Where in the data below does the word "strings" appear? Copy every line that has it.

::::::

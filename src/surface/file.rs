//! File operations

use napi::bindgen_prelude::BigInt;
use napi_derive::napi;

use clang_sys::{
    clang_File_isEqual, clang_File_tryGetRealPathName, clang_getFile, clang_getFileContents,
    clang_getFileName, clang_getFileTime, clang_getFileUniqueID,
    clang_isFileMultipleIncludeGuarded, CXFileUniqueID,
};

use super::{ready, Pointer};
use crate::strings::{borrowed_bytes, into_string, to_c_string};

#[napi(js_name = "clang_getFileName")]
pub fn get_file_name(file: &Pointer) -> napi::Result<String> {
    ready()?;
    Ok(into_string(unsafe { clang_getFileName(file.raw()) }))
}

/// Last modification time, seconds since the epoch.
#[napi(js_name = "clang_getFileTime")]
pub fn get_file_time(file: &Pointer) -> napi::Result<i64> {
    ready()?;
    Ok(unsafe { clang_getFileTime(file.raw()) } as i64)
}

#[napi(js_name = "clang_isFileMultipleIncludeGuarded")]
pub fn is_file_multiple_include_guarded(tu: &Pointer, file: &Pointer) -> napi::Result<u32> {
    ready()?;
    Ok(unsafe { clang_isFileMultipleIncludeGuarded(tu.raw(), file.raw()) } as u32)
}

/// Null when the translation unit never loaded `file_name`.
#[napi(js_name = "clang_getFile")]
pub fn get_file(tu: &Pointer, file_name: String) -> napi::Result<Pointer> {
    ready()?;
    let name = to_c_string("file name", &file_name)?;
    Ok(Pointer::new(unsafe { clang_getFile(tu.raw(), name.as_ptr()) }))
}

/// The buffer is owned by the translation unit; exactly `size` bytes are
/// copied.
#[napi(js_name = "clang_getFileContents")]
pub fn get_file_contents(tu: &Pointer, file: &Pointer) -> napi::Result<String> {
    ready()?;
    let mut size = 0;
    let contents = unsafe { clang_getFileContents(tu.raw(), file.raw(), &mut size) };
    Ok(borrowed_bytes(contents, size as usize))
}

/// The three words identifying the file on disk, or null when libclang
/// cannot tell.
#[napi(js_name = "clang_getFileUniqueID")]
pub fn get_file_unique_id(file: &Pointer) -> napi::Result<Option<Vec<BigInt>>> {
    ready()?;
    let mut id = CXFileUniqueID { data: [0; 3] };
    if unsafe { clang_getFileUniqueID(file.raw(), &mut id) } != 0 {
        return Ok(None);
    }
    Ok(Some(id.data.iter().map(|word| BigInt::from(*word as u64)).collect()))
}

#[napi(js_name = "clang_File_isEqual")]
pub fn file_is_equal(file1: &Pointer, file2: &Pointer) -> napi::Result<i32> {
    ready()?;
    Ok(unsafe { clang_File_isEqual(file1.raw(), file2.raw()) } as i32)
}

#[napi(js_name = "clang_File_tryGetRealPathName")]
pub fn file_try_get_real_path_name(file: &Pointer) -> napi::Result<String> {
    ready()?;
    Ok(into_string(unsafe { clang_File_tryGetRealPathName(file.raw()) }))
}
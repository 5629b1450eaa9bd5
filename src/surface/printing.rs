//! Printing policies, pretty printing and USR construction

use napi_derive::napi;

use clang_sys::{
    clang_PrintingPolicy_dispose, clang_PrintingPolicy_getProperty,
    clang_PrintingPolicy_setProperty, clang_constructUSR_ObjCCategory,
    clang_constructUSR_ObjCClass, clang_constructUSR_ObjCProtocol, clang_getCursorPrettyPrinted,
    clang_getCursorPrintingPolicy,
};

use super::values::Cursor;
use super::{ready, Pointer};
use crate::strings::{into_string, to_c_string};

// ═══════════════════════════════════════════════════════════════════════════════
// PRINTING POLICY
// ═══════════════════════════════════════════════════════════════════════════════

/// Default policy for `cursor`. Dispose with `clang_PrintingPolicy_dispose`.
#[napi(js_name = "clang_getCursorPrintingPolicy")]
pub fn get_cursor_printing_policy(cursor: &Cursor) -> napi::Result<Pointer> {
    ready()?;
    Ok(Pointer::new(unsafe {
        clang_getCursorPrintingPolicy(cursor.raw)
    }))
}

#[napi(js_name = "clang_PrintingPolicy_dispose")]
pub fn printing_policy_dispose(policy: &Pointer) -> napi::Result<()> {
    ready()?;
    unsafe { clang_PrintingPolicy_dispose(policy.raw()) };
    log::debug!("[libclang-native] disposed printing policy");
    Ok(())
}

/// `property` is a `CXPrintingPolicyProperty` value.
#[napi(js_name = "clang_PrintingPolicy_getProperty")]
pub fn printing_policy_get_property(policy: &Pointer, property: i32) -> napi::Result<u32> {
    ready()?;
    Ok(unsafe { clang_PrintingPolicy_getProperty(policy.raw(), property as _) } as u32)
}

#[napi(js_name = "clang_PrintingPolicy_setProperty")]
pub fn printing_policy_set_property(
    policy: &Pointer,
    property: i32,
    value: u32,
) -> napi::Result<()> {
    ready()?;
    unsafe { clang_PrintingPolicy_setProperty(policy.raw(), property as _, value as _) };
    Ok(())
}

/// A null policy prints with the cursor's default policy.
#[napi(js_name = "clang_getCursorPrettyPrinted")]
pub fn get_cursor_pretty_printed(cursor: &Cursor, policy: &Pointer) -> napi::Result<String> {
    ready()?;
    Ok(into_string(unsafe {
        clang_getCursorPrettyPrinted(cursor.raw, policy.raw())
    }))
}

// ═══════════════════════════════════════════════════════════════════════════════
// USR CONSTRUCTION
// ═══════════════════════════════════════════════════════════════════════════════

#[napi(js_name = "clang_constructUSR_ObjCClass")]
pub fn construct_usr_objc_class(class_name: String) -> napi::Result<String> {
    ready()?;
    let class_name = to_c_string("class name", &class_name)?;
    Ok(into_string(unsafe {
        clang_constructUSR_ObjCClass(class_name.as_ptr())
    }))
}

#[napi(js_name = "clang_constructUSR_ObjCCategory")]
pub fn construct_usr_objc_category(
    class_name: String,
    category_name: String,
) -> napi::Result<String> {
    ready()?;
    let class_name = to_c_string("class name", &class_name)?;
    let category_name = to_c_string("category name", &category_name)?;
    Ok(into_string(unsafe {
        clang_constructUSR_ObjCCategory(class_name.as_ptr(), category_name.as_ptr())
    }))
}

#[napi(js_name = "clang_constructUSR_ObjCProtocol")]
pub fn construct_usr_objc_protocol(protocol_name: String) -> napi::Result<String> {
    ready()?;
    let protocol_name = to_c_string("protocol name", &protocol_name)?;
    Ok(into_string(unsafe {
        clang_constructUSR_ObjCProtocol(protocol_name.as_ptr())
    }))
}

::::::

* SOLUTION:
use crate::strings::{borrowed_bytes, into_string, to_c_string};
use crate::strings::{into_string, to_c_string};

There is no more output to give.